> [Problem requirements]: Search the data for the string "mpsc" and extract every line where it appears.

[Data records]

============

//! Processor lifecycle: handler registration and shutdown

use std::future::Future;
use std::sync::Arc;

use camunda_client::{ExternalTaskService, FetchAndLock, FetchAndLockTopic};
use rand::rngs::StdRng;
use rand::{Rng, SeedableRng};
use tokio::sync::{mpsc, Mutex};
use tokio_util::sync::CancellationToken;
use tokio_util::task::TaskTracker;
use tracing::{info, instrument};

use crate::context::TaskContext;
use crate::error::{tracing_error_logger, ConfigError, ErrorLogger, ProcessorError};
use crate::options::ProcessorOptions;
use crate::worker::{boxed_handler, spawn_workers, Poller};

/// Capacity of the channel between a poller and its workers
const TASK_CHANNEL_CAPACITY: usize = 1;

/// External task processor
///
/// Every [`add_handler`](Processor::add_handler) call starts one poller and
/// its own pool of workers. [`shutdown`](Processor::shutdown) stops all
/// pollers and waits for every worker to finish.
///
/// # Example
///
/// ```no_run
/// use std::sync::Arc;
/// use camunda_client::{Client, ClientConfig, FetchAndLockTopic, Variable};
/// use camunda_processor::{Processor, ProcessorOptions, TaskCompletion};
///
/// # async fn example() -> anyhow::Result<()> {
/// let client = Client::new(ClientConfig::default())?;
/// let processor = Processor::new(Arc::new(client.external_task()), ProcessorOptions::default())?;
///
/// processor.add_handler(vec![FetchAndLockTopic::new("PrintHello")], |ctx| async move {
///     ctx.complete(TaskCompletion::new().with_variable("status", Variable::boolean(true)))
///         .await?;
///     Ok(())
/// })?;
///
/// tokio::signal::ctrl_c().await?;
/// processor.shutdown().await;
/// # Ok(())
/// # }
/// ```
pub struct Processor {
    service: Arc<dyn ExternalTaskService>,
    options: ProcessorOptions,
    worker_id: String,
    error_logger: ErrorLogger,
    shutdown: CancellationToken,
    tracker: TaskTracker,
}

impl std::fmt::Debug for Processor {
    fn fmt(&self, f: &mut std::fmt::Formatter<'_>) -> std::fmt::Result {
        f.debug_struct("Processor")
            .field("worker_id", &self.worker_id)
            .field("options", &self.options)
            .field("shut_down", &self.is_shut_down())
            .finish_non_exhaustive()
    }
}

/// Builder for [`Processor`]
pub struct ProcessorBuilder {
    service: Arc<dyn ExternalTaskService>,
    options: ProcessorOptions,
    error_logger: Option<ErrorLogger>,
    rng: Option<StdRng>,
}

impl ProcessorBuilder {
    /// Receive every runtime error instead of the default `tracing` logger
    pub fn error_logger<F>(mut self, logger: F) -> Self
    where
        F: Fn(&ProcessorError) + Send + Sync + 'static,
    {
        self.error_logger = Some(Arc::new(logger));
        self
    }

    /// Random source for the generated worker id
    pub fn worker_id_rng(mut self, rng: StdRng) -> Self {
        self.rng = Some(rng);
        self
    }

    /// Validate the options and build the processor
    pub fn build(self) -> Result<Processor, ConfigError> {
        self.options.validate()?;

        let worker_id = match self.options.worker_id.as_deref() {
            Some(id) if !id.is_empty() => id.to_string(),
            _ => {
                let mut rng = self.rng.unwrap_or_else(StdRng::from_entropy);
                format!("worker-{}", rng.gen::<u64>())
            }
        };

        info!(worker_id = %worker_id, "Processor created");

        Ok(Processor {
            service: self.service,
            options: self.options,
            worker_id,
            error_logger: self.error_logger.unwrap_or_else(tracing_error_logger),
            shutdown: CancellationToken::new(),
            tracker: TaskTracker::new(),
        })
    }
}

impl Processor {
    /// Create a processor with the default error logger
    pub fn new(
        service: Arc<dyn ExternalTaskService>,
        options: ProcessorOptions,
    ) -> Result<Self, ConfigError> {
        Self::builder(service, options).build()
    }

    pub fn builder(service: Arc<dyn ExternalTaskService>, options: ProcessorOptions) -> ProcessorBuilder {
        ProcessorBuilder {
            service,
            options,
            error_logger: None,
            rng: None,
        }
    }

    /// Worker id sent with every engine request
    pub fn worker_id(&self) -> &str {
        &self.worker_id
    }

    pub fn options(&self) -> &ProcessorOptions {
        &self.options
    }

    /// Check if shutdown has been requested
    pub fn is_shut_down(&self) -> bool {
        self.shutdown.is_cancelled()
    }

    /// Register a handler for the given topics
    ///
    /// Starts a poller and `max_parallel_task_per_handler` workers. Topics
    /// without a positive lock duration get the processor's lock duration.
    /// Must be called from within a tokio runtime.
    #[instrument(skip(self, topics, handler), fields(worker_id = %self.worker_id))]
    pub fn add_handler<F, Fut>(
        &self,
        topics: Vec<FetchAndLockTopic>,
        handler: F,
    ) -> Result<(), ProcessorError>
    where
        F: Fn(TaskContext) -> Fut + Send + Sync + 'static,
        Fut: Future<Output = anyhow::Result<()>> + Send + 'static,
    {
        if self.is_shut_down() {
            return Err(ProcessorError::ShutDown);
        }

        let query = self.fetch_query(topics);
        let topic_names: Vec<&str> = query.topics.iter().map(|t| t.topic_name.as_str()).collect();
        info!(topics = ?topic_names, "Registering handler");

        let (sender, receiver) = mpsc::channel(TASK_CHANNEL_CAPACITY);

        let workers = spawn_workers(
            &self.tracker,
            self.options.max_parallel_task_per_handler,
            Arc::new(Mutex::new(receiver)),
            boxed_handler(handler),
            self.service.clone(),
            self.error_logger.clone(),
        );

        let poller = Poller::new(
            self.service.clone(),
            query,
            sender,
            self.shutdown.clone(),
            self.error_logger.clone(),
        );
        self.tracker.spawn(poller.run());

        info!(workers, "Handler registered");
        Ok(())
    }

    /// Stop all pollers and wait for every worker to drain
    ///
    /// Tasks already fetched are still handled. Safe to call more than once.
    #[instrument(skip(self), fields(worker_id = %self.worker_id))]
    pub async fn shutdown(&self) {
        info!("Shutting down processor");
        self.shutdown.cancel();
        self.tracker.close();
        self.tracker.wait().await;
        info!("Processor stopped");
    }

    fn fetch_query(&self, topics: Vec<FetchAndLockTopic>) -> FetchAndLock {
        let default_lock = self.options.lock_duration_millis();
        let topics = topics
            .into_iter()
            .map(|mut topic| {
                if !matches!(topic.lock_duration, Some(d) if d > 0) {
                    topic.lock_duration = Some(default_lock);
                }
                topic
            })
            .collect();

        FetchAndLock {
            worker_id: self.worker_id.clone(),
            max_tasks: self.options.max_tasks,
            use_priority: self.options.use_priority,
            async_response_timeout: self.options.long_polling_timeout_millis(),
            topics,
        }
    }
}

============

> [Answer space]:
use tokio::sync::{mpsc, Mutex};
        let (sender, receiver) = mpsc::channel(TASK_CHANNEL_CAPACITY);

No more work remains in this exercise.